Her expertise is in machine learning, applied statistics, computational biology. She is interested in both methods development as well as application of methods to enable new insight into basic biology and medicine. Recently she has also started to work on computational chemistry. A recent print interview focused on her CRISPR work can be found here. If you're interested more generally in how machine learning and biology go together, check out this Talking Machines interview with me instead. Finally, if you want to hear about her random walk in education & career space, take a look at this Berkeley Science Review profile.

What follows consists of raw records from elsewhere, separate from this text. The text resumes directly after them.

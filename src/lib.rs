//! # xapi-lens
//!
//! In-memory query and aggregation engine for xAPI learning-record
//! statements.
//!
//! ## Features
//!
//! - **Typed statements**: actors, verbs, polymorphic objects, results and
//!   context, round-tripping to the exact xAPI wire format
//! - **Chainable queries**: filtering, calendar-bucketed grouping, sorting,
//!   limiting, distinct selection, counting and averaging
//! - **Locale-aware text**: language maps resolved with regional fallbacks
//! - **Record stores**: paginated LRS fetches, merged across stores and
//!   cached until refreshed
//!
//! ## Modules
//!
//! - [`model`]: statement object model
//! - [`locale`]: language-map resolution
//! - [`query`]: query builder, pipeline and executor
//! - [`source`]: statement sources and the cached store
//! - [`config`]: TOML configuration with environment overrides
//!
//! ## Quick Start
//!
//! ```rust,no_run
//! use std::sync::Arc;
//! use xapi_lens::query::{Count, Direction, Query, QueryExecutor};
//! use xapi_lens::source::{LrsClient, LrsConfig, StatementStore};
//!
//! #[tokio::main]
//! async fn main() -> Result<(), Box<dyn std::error::Error>> {
//!     let client = LrsClient::new(LrsConfig {
//!         endpoint: "https://lrs.example.com/xapi".to_string(),
//!         key: Some("key".to_string()),
//!         secret: Some("secret".to_string()),
//!         ..LrsConfig::default()
//!     })?;
//!     let executor = QueryExecutor::new(Arc::new(StatementStore::new(client)));
//!
//!     // Most active learner
//!     let query = Query::group("actor.name")
//!         .order("count", Direction::Desc)
//!         .limit(1)
//!         .build();
//!     let top = executor.count(&query, &Count::rows()).await?;
//!
//!     println!("{}", serde_json::to_string(&top)?);
//!     Ok(())
//! }
//! ```

pub mod config;
pub mod locale;
pub mod model;
pub mod query;
pub mod source;

// Re-export top-level types for convenience
pub use model::{Actor, LanguageMap, Statement, StatementError, StatementObject, Verb};

pub use locale::{set_default_locale, LocaleResolver};

pub use query::{
    Aggregate, Conditions, Count, Direction, FieldValue, GroupKey, Period, Query, QueryError,
    QueryExecutor,
};

pub use source::{
    LrsClient, LrsConfig, MemorySource, MultiSource, SourceError, StatementSource,
    StatementStore, StoreError,
};

pub use config::{Config, ConfigError, LocaleConfig, LoggingConfig, StoreConfig};
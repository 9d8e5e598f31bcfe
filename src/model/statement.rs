//! Statements and verbs

use super::actor::Actor;
use super::context::{Attachment, Context};
use super::error::{StatementError, StatementResult};
use super::language::LanguageMap;
use super::object::StatementObject;
use super::result::Outcome;
use super::time::Timestamp;
use serde::{Deserialize, Serialize};
use serde_json::Value;
use uuid::Uuid;

/// The action of a statement, identified by IRI
#[derive(Debug, Clone, PartialEq, Eq, Serialize, Deserialize)]
pub struct Verb {
    pub id: String,
    #[serde(default, skip_serializing_if = "Option::is_none")]
    pub display: Option<LanguageMap>,
}

impl Verb {
    pub fn new(id: impl Into<String>) -> Self {
        Self {
            id: id.into(),
            display: None,
        }
    }

    /// Builder method: add a display entry
    pub fn display(mut self, locale: impl Into<String>, text: impl Into<String>) -> Self {
        self.display
            .get_or_insert_with(LanguageMap::new)
            .insert(locale, text);
        self
    }

    /// Display text in the requested (or default) locale
    pub fn display_text(&self, locale: Option<&str>) -> String {
        crate::locale::LocaleResolver::global().resolve(self.display.as_ref(), locale)
    }
}

/// One xAPI statement: actor, verb, object and optional metadata.
///
/// Read-only once built. `timestamp` and `stored` keep the exact strings
/// they were parsed from, so `to_value` reproduces the source document.
#[derive(Debug, Clone, PartialEq, Serialize, Deserialize)]
pub struct Statement {
    #[serde(default, skip_serializing_if = "Option::is_none")]
    pub id: Option<Uuid>,
    pub actor: Actor,
    pub verb: Verb,
    pub object: StatementObject,
    #[serde(default, skip_serializing_if = "Option::is_none")]
    pub result: Option<Outcome>,
    #[serde(default, skip_serializing_if = "Option::is_none")]
    pub context: Option<Context>,
    #[serde(default, skip_serializing_if = "Option::is_none")]
    pub timestamp: Option<Timestamp>,
    #[serde(default, skip_serializing_if = "Option::is_none")]
    pub stored: Option<Timestamp>,
    #[serde(default, skip_serializing_if = "Option::is_none")]
    pub authority: Option<Actor>,
    #[serde(default, skip_serializing_if = "Option::is_none")]
    pub version: Option<String>,
    #[serde(default, skip_serializing_if = "Option::is_none")]
    pub voided: Option<bool>,
    #[serde(default, skip_serializing_if = "Option::is_none")]
    pub attachments: Option<Vec<Attachment>>,
}

impl Statement {
    /// Create a statement with only the required parts
    pub fn new(actor: impl Into<Actor>, verb: Verb, object: impl Into<StatementObject>) -> Self {
        Self {
            id: None,
            actor: actor.into(),
            verb,
            object: object.into(),
            result: None,
            context: None,
            timestamp: None,
            stored: None,
            authority: None,
            version: None,
            voided: None,
            attachments: None,
        }
    }

    /// Builder method: set the id
    pub fn id(mut self, id: Uuid) -> Self {
        self.id = Some(id);
        self
    }

    /// Builder method: set the timestamp
    pub fn timestamp(mut self, timestamp: Timestamp) -> Self {
        self.timestamp = Some(timestamp);
        self
    }

    /// Builder method: set the result block
    pub fn result(mut self, result: Outcome) -> Self {
        self.result = Some(result);
        self
    }

    /// Builder method: set the context block
    pub fn context(mut self, context: Context) -> Self {
        self.context = Some(context);
        self
    }

    /// Build a statement from a raw parsed document
    pub fn from_value(value: Value) -> StatementResult<Self> {
        Ok(serde_json::from_value(value)?)
    }

    /// Build every statement of a fetched batch, failing on the first
    /// malformed document
    pub fn parse_many(documents: Vec<Value>) -> StatementResult<Vec<Self>> {
        documents
            .into_iter()
            .enumerate()
            .map(|(index, doc)| {
                serde_json::from_value(doc).map_err(|e| StatementError::MalformedAt {
                    index,
                    message: e.to_string(),
                })
            })
            .collect()
    }

    /// Serialize back to the xAPI wire format
    pub fn to_value(&self) -> StatementResult<Value> {
        Ok(serde_json::to_value(self)?)
    }
}

#[cfg(test)]
mod tests {
    use super::*;
    use crate::model::{Activity, Agent};
    use serde_json::json;

    fn full_statement() -> Value {
        json!({
            "id": "6690e6c9-3ef0-4ed3-8b37-7f3964730bee",
            "actor": {
                "objectType": "Group",
                "name": "Team PB",
                "mbox": "mailto:teampb@example.com",
                "member": [
                    {"name": "Andrew Downes", "account": {"homePage": "http://www.example.com", "name": "13936749"}},
                    {"name": "Toby Nichols", "openid": "http://toby.openid.example.org/"}
                ]
            },
            "verb": {
                "id": "http://adlnet.gov/expapi/verbs/attended",
                "display": {"en-GB": "attended", "en-US": "attended"}
            },
            "result": {
                "success": true,
                "completion": true,
                "response": "We agreed on some example actions.",
                "duration": "PT1H0M0S"
            },
            "context": {
                "registration": "ec531277-b57b-4c15-8d91-d292c5b2b8f7",
                "contextActivities": {
                    "parent": [{"id": "http://www.example.com/meetings/series/267"}]
                },
                "language": "en"
            },
            "timestamp": "2013-05-18T05:32:34.804+00:00",
            "stored": "2013-05-18T05:32:34.804Z",
            "authority": {
                "objectType": "Agent",
                "account": {"homePage": "http://cloud.scorm.com/", "name": "anonymous"}
            },
            "version": "1.0.0",
            "object": {
                "objectType": "Activity",
                "id": "http://www.example.com/meetings/occurances/34534",
                "definition": {
                    "extensions": {"http://example.com/profiles/meetings/activitydefinitionextensions/room": {"name": "Kilby"}},
                    "name": {"en-GB": "example meeting", "en-US": "example meeting"},
                    "description": {"en-GB": "An example meeting."},
                    "type": "http://adlnet.gov/expapi/activities/meeting",
                    "moreInfo": "http://virtualmeeting.example.com/345256"
                }
            },
            "attachments": [{
                "usageType": "http://adlnet.gov/expapi/attachments/signature",
                "display": {"en-US": "Signature"},
                "contentType": "application/octet-stream",
                "length": 4235,
                "sha2": "672fa5fa658017f1b72d65036f13379c6ab05d4ab3b6664908d8acf0b6a0c634"
            }]
        })
    }

    #[test]
    fn test_full_statement_round_trip() {
        let doc = full_statement();
        let statement = Statement::from_value(doc.clone()).unwrap();

        assert!(matches!(statement.actor, Actor::Group(_)));
        assert_eq!(statement.verb.id, "http://adlnet.gov/expapi/verbs/attended");
        assert_eq!(statement.to_value().unwrap(), doc);
    }

    #[test]
    fn test_nested_object_types_round_trip() {
        let cases = vec![
            // statement reference in context
            json!({
                "actor": {"objectType": "Agent", "mbox": "mailto:alice@example.com"},
                "verb": {"id": "http://adlnet.gov/expapi/verbs/commented"},
                "object": {"objectType": "Activity", "id": "http://example.com/a"},
                "context": {
                    "statement": {"objectType": "StatementRef", "id": "8f87ccde-bb56-4c2e-ab83-44982ef22df0"}
                }
            }),
            // tagged and untagged context activities side by side
            json!({
                "actor": {"objectType": "Agent", "mbox": "mailto:alice@example.com"},
                "verb": {"id": "http://adlnet.gov/expapi/verbs/completed"},
                "object": {"objectType": "Activity", "id": "http://example.com/a"},
                "context": {
                    "contextActivities": {
                        "parent": [{"objectType": "Activity", "id": "http://example.com/c"}],
                        "grouping": [{"id": "http://example.com/g"}]
                    }
                }
            }),
            // tagged group members
            json!({
                "actor": {
                    "objectType": "Group",
                    "member": [{"objectType": "Agent", "mbox": "mailto:bob@example.com"}]
                },
                "verb": {"id": "http://adlnet.gov/expapi/verbs/attended"},
                "object": {"objectType": "Activity", "id": "http://example.com/a"}
            }),
            // identified group object without members
            json!({
                "actor": {"objectType": "Agent", "mbox": "mailto:alice@example.com"},
                "verb": {"id": "http://adlnet.gov/expapi/verbs/joined"},
                "object": {"objectType": "Group", "mbox": "mailto:team@example.com"}
            }),
            // statement reference as the object
            json!({
                "actor": {"objectType": "Agent", "mbox": "mailto:alice@example.com"},
                "verb": {"id": "http://adlnet.gov/expapi/verbs/voided"},
                "object": {"objectType": "StatementRef", "id": "8f87ccde-bb56-4c2e-ab83-44982ef22df0"}
            }),
        ];

        for doc in cases {
            let statement = Statement::from_value(doc.clone()).unwrap();
            assert_eq!(statement.to_value().unwrap(), doc);
        }
    }

    #[test]
    fn test_non_canonical_timestamp_survives_round_trip() {
        let mut doc = full_statement();
        doc["timestamp"] = json!("2013-05-18T07:32:34+0200");

        let statement = Statement::from_value(doc.clone()).unwrap();
        let ts = statement.timestamp.as_ref().unwrap();
        assert_eq!(ts.as_str(), "2013-05-18T07:32:34+0200");
        assert_eq!(ts.instant().to_rfc3339(), "2013-05-18T05:32:34+00:00");
        assert_eq!(statement.to_value().unwrap()["timestamp"], doc["timestamp"]);
    }

    #[test]
    fn test_invalid_timestamp_is_hard_error() {
        let mut doc = full_statement();
        doc["timestamp"] = json!("the day before yesterday");
        let err = Statement::from_value(doc).unwrap_err();
        assert!(matches!(err, StatementError::Malformed(_)));
        assert!(err.to_string().contains("Invalid timestamp"));
    }

    #[test]
    fn test_parse_many_reports_index() {
        let good = full_statement();
        let bad = json!({"actor": {"name": "no verb"}});

        let err = Statement::parse_many(vec![good.clone(), good, bad]).unwrap_err();
        assert!(matches!(err, StatementError::MalformedAt { index: 2, .. }));
    }

    #[test]
    fn test_minimal_statement_emits_only_present_fields() {
        let statement = Statement::new(
            Agent::with_mbox("Alice", "mailto:alice@example.com"),
            Verb::new("http://adlnet.gov/expapi/verbs/completed").display("en-US", "completed"),
            Activity::new("http://example.com/course/1"),
        );

        assert_eq!(
            statement.to_value().unwrap(),
            json!({
                "actor": {"objectType": "Agent", "name": "Alice", "mbox": "mailto:alice@example.com"},
                "verb": {"id": "http://adlnet.gov/expapi/verbs/completed", "display": {"en-US": "completed"}},
                "object": {"objectType": "Activity", "id": "http://example.com/course/1"}
            })
        );
    }

    #[test]
    fn test_verb_display_text() {
        let verb = Verb::new("http://adlnet.gov/expapi/verbs/completed")
            .display("en-US", "completed")
            .display("fr-FR", "terminé");
        assert_eq!(verb.display_text(Some("fr-FR")), "terminé");
        assert_eq!(Verb::new("x").display_text(Some("en-US")), "undefined");
    }
}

Current areas of interest include: computational methods for protein design/optimization/engineering for properties such as expression, flurorescence, binding, stability, etc.; related methods for molecule design and chemical reactions; drug repositioning and discovery; machine learning methods development, and in particular at the intersection of graphical models, neural networks and variational inference, as well as optimizing black box probablistic functions with pathological regions that can't be trusted; genetic association studies with complex, high-dimensional traits such as image volumes over time.